● WHAT TO DO
The required result is each line of the entries below containing the string "derive".

● DATA LISTING

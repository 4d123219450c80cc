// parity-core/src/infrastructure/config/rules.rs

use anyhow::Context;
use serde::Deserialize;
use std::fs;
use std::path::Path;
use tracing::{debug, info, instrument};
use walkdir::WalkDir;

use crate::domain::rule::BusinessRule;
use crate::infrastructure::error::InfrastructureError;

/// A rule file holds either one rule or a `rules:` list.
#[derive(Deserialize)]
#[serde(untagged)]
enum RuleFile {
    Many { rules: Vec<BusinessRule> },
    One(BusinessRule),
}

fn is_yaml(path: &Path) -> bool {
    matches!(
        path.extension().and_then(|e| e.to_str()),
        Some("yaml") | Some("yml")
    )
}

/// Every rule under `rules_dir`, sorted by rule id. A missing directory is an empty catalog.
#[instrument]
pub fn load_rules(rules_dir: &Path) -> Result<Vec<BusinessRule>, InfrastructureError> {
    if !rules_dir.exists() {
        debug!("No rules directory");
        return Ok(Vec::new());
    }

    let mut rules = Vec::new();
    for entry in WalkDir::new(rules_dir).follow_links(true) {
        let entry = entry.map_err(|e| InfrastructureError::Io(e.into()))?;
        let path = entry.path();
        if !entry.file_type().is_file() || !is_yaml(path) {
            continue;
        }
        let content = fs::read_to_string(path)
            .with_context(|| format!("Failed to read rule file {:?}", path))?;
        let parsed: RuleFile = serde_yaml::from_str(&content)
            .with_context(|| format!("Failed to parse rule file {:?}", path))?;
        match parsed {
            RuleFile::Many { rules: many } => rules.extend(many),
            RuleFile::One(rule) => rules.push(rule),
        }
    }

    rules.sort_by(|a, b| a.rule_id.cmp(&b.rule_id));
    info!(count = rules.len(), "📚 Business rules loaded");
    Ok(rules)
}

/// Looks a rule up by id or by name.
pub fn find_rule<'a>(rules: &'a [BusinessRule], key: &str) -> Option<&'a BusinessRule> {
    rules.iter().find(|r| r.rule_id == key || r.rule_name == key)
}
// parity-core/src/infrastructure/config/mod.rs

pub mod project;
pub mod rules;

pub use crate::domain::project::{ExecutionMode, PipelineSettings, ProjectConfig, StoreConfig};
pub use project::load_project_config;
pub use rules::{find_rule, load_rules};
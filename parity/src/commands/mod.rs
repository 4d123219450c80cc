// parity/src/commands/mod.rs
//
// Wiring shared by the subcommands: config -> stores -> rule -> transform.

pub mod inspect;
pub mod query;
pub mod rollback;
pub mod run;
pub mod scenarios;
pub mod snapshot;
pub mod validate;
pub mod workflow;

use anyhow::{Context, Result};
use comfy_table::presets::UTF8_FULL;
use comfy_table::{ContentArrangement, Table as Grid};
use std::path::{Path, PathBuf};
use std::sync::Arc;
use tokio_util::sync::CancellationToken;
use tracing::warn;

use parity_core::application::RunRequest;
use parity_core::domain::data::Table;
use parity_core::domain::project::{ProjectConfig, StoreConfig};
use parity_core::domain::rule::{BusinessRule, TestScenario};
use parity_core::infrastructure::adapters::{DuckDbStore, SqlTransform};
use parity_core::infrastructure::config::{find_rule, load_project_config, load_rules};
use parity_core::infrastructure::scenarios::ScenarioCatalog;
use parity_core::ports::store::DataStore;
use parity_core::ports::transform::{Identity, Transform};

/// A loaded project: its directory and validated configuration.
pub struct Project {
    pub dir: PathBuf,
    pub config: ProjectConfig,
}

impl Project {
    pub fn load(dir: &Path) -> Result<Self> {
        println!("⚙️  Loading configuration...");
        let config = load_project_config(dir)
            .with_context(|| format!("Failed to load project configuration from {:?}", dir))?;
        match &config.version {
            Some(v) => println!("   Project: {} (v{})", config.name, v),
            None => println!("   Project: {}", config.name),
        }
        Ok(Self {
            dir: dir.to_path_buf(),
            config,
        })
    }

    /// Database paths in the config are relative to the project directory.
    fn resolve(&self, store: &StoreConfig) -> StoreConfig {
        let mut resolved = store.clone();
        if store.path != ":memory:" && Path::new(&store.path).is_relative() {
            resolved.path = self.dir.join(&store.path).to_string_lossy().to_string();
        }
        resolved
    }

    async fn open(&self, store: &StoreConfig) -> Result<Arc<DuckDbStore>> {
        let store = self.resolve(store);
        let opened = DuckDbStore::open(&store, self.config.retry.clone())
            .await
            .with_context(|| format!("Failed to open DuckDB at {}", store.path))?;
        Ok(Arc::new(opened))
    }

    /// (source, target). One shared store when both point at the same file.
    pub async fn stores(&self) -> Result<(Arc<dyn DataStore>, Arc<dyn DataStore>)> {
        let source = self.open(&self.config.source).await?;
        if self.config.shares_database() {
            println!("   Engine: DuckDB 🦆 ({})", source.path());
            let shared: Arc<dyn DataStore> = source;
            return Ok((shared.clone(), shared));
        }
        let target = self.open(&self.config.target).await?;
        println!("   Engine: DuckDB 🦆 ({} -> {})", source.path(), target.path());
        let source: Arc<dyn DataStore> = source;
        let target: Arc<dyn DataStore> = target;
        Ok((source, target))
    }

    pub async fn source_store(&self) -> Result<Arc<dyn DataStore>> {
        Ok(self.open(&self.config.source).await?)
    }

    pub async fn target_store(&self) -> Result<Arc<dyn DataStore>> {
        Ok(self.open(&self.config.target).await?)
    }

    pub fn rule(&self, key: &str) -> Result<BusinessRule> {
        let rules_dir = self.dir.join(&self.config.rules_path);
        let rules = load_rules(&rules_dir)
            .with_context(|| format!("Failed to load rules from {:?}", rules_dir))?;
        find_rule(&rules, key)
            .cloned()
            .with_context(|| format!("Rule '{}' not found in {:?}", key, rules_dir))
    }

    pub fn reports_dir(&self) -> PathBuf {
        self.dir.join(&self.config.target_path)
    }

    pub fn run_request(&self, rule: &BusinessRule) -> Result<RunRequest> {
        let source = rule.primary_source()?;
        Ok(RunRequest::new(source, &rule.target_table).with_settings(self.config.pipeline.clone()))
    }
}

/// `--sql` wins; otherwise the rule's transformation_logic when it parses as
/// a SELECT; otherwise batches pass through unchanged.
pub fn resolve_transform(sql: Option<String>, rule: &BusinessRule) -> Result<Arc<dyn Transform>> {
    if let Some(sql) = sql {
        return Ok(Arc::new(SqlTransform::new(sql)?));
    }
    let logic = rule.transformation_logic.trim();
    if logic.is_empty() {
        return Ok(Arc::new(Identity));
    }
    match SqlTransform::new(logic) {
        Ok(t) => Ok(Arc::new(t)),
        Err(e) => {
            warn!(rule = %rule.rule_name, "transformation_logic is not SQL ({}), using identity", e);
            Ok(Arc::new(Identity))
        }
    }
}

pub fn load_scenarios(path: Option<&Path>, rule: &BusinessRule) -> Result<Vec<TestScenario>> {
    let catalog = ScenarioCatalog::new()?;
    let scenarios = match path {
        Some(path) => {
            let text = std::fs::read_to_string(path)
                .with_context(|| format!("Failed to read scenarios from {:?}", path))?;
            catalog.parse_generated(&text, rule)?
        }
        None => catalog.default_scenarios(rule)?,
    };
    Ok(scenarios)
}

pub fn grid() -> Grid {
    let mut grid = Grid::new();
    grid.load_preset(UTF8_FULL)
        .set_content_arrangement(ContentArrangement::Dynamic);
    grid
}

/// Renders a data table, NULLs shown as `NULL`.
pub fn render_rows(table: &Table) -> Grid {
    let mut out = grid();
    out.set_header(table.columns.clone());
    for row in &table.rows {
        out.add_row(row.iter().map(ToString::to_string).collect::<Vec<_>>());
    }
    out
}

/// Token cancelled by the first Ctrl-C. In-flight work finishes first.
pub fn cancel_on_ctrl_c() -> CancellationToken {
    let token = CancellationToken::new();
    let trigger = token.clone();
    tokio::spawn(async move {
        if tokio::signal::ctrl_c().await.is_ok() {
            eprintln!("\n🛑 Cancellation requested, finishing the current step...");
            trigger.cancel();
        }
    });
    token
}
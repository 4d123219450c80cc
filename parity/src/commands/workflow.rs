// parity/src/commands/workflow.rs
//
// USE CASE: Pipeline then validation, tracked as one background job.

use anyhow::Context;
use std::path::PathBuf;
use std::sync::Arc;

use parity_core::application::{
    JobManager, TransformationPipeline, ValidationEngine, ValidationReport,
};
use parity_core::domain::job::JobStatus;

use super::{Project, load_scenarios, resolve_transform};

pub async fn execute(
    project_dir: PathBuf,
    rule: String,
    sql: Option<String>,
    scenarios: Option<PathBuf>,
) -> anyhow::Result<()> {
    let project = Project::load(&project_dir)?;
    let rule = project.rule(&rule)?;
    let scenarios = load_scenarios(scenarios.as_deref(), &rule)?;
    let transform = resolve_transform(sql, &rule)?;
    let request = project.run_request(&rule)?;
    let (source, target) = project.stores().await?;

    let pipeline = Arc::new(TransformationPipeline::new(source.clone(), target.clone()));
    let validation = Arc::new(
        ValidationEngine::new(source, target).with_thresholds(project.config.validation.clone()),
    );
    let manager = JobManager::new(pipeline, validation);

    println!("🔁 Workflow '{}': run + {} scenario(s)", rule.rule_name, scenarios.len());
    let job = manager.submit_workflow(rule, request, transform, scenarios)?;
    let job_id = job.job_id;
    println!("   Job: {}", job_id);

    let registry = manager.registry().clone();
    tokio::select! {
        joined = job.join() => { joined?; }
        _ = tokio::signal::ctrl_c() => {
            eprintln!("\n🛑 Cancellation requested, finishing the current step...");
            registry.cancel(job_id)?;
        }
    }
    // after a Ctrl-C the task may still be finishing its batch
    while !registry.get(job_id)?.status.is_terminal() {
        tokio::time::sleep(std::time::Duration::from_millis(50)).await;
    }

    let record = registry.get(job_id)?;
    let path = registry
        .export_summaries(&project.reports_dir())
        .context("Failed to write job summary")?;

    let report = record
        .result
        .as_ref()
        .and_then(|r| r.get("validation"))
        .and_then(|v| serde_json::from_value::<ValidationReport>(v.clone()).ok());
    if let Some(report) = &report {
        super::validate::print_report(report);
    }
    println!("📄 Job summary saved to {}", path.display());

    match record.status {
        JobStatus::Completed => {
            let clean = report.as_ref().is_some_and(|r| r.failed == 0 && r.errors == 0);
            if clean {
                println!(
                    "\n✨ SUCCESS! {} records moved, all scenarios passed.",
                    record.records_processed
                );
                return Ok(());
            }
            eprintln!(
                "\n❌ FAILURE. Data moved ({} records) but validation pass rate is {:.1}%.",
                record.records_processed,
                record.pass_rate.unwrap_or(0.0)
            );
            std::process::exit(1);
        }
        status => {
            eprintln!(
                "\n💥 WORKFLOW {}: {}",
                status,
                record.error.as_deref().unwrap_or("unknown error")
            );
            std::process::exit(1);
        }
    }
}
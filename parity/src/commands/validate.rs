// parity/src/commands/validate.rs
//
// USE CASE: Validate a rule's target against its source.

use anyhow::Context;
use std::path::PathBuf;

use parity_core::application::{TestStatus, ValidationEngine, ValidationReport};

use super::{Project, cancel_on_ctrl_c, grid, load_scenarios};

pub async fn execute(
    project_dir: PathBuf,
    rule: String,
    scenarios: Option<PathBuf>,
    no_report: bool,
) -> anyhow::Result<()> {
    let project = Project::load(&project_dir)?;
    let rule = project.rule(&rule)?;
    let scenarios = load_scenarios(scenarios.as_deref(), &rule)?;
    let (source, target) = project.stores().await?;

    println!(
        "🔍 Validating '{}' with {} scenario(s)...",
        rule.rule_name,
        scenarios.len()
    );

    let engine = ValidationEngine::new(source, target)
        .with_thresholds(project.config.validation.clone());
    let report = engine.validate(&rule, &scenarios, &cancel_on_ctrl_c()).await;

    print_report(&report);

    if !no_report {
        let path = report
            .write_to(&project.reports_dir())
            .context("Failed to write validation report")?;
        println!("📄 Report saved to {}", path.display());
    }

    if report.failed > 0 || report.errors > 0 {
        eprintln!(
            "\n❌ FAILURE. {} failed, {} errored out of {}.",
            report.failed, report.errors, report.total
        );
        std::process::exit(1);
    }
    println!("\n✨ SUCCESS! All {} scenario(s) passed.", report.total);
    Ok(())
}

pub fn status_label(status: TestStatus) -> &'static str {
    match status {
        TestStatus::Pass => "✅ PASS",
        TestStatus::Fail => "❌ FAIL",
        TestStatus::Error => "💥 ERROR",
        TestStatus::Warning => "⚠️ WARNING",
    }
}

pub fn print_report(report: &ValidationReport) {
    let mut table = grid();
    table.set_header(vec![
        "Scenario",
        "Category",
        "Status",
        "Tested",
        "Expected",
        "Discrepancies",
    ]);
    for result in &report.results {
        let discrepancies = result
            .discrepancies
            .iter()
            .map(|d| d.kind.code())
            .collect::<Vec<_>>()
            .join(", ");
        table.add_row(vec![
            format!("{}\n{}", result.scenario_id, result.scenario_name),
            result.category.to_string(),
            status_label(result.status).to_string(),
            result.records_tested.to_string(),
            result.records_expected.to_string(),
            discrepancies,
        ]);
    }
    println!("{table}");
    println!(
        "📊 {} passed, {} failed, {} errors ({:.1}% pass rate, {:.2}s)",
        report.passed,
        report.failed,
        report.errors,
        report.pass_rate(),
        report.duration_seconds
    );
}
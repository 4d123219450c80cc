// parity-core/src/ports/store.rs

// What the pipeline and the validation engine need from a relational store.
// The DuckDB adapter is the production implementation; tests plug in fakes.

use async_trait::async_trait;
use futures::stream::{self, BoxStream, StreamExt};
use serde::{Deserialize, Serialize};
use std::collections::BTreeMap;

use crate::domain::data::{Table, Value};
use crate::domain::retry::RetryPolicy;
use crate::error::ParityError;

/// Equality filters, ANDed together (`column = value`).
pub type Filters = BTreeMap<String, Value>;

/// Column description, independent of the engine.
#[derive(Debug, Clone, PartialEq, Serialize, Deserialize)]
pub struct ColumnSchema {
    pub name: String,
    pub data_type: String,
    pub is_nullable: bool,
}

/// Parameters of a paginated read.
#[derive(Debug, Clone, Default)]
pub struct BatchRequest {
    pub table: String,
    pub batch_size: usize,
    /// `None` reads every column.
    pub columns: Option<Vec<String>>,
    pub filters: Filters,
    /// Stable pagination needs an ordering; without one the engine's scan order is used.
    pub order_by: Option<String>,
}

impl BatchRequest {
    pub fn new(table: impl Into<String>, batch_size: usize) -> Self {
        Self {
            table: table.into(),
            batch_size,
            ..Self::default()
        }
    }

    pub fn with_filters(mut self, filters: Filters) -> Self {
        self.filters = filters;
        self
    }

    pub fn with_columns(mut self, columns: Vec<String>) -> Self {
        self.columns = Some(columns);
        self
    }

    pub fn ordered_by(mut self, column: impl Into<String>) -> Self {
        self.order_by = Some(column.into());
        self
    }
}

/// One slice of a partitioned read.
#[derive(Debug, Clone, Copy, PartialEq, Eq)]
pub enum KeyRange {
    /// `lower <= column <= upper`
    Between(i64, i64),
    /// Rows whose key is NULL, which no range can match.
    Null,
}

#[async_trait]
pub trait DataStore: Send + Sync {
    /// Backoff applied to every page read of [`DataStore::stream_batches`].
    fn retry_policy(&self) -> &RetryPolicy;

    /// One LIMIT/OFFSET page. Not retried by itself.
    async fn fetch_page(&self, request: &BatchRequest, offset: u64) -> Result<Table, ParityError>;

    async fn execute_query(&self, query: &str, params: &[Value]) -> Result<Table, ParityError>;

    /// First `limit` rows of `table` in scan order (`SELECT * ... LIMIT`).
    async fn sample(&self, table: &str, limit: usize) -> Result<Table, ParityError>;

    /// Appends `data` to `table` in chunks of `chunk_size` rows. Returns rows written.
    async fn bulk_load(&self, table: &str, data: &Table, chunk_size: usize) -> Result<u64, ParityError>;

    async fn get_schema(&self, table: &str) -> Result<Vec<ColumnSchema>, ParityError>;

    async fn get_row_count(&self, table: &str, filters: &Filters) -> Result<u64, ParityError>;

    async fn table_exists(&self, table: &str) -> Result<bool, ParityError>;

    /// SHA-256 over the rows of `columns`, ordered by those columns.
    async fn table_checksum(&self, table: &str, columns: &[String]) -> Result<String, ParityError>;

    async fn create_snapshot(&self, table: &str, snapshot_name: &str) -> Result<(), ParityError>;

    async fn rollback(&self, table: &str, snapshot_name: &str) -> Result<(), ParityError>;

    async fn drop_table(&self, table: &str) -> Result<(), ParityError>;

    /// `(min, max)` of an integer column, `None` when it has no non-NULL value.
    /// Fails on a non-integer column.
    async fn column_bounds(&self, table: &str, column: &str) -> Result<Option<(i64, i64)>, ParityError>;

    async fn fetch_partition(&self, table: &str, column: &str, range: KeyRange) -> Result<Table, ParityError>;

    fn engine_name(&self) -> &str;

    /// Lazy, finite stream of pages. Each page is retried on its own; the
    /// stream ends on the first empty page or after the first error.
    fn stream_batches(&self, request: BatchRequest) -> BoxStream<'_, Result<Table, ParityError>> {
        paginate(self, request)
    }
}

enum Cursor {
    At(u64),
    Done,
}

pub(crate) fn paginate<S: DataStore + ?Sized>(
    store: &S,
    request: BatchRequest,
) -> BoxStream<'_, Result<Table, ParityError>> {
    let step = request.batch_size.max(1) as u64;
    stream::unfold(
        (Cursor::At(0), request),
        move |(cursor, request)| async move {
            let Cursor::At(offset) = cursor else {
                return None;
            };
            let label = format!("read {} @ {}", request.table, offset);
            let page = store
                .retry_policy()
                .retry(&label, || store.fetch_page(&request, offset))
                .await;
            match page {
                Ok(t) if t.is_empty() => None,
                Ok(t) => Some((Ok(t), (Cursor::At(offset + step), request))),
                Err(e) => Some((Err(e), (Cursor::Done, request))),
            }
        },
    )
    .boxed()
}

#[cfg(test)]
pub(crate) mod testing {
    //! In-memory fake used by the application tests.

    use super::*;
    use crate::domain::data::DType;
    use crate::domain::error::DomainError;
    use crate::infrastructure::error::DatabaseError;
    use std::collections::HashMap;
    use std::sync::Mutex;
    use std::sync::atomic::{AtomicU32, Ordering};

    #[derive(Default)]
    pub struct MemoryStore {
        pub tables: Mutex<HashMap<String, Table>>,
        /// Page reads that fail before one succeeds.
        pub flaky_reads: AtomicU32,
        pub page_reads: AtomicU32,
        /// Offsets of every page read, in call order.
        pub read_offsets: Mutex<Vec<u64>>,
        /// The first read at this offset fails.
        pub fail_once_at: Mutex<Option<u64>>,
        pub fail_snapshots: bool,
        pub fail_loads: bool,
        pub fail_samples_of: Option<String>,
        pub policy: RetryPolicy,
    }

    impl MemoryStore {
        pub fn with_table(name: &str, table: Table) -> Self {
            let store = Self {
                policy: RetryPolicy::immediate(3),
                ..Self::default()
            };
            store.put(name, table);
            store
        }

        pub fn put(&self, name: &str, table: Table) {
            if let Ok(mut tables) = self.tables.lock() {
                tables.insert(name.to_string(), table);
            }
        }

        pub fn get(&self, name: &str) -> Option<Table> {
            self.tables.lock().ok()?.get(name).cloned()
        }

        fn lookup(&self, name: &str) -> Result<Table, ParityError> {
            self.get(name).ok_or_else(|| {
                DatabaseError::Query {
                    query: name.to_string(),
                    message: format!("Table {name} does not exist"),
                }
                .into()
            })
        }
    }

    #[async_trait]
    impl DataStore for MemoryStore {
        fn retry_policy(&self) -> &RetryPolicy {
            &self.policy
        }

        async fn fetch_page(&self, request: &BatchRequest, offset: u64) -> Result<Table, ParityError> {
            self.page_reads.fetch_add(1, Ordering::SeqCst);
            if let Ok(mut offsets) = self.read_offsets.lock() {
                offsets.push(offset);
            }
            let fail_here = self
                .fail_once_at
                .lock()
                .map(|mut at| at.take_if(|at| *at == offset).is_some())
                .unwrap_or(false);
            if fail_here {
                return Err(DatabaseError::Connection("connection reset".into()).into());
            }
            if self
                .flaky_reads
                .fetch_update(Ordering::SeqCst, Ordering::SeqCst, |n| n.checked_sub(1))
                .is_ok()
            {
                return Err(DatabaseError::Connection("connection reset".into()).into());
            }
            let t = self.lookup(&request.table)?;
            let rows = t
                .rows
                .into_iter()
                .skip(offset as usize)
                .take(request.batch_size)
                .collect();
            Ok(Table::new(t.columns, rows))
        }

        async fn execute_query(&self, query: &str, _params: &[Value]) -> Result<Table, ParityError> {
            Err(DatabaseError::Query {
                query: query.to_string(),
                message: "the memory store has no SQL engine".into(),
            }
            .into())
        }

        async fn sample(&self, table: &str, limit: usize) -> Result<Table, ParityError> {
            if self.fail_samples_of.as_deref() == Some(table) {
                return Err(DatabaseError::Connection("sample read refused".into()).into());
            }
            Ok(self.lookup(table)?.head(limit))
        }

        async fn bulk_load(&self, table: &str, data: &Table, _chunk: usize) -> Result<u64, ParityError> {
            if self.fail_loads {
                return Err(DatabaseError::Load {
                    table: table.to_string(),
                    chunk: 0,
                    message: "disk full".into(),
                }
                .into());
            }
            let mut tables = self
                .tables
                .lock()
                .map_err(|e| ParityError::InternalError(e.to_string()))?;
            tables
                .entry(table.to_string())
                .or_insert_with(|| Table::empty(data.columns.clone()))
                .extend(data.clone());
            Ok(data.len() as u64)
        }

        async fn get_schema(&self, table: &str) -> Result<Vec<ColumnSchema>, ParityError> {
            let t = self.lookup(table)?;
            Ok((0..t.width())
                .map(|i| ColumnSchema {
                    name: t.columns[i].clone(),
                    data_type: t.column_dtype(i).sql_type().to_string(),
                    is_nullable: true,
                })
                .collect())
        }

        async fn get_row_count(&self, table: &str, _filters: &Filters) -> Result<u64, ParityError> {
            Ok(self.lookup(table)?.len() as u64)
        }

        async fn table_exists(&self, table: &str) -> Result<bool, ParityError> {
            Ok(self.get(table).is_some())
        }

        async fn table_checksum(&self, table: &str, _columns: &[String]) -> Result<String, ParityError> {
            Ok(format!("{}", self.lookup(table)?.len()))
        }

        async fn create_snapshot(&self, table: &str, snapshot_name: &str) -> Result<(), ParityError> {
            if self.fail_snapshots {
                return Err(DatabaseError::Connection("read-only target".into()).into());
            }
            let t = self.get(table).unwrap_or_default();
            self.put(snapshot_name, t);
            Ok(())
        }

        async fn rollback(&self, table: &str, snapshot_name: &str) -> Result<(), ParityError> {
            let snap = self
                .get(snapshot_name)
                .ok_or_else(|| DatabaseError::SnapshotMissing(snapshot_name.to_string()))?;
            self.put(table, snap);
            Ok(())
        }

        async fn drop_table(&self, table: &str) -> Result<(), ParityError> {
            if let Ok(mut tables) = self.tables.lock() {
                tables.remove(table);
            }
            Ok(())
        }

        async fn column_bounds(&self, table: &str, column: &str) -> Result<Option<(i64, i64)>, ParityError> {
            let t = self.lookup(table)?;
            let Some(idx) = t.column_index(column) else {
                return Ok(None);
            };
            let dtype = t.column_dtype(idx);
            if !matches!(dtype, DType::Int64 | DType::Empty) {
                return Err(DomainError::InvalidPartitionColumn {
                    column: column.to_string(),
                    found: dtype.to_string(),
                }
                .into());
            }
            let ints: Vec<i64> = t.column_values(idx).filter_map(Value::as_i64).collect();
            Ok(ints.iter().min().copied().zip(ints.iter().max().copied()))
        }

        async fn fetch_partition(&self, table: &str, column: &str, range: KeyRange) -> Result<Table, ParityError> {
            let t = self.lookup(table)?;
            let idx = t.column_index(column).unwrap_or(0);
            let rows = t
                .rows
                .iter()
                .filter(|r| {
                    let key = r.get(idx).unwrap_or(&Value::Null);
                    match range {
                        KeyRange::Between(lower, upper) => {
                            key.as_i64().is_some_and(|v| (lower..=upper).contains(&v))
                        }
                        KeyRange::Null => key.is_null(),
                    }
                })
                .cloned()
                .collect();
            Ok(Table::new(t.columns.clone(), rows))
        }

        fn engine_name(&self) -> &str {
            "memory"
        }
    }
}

● ANSWER FOR THIS EXERCISE
#[derive(Deserialize)]
#[derive(Debug, Clone, PartialEq, Serialize, Deserialize)]
#[derive(Debug, Clone, Default)]
#[derive(Debug, Clone, Copy, PartialEq, Eq)]
    #[derive(Default)]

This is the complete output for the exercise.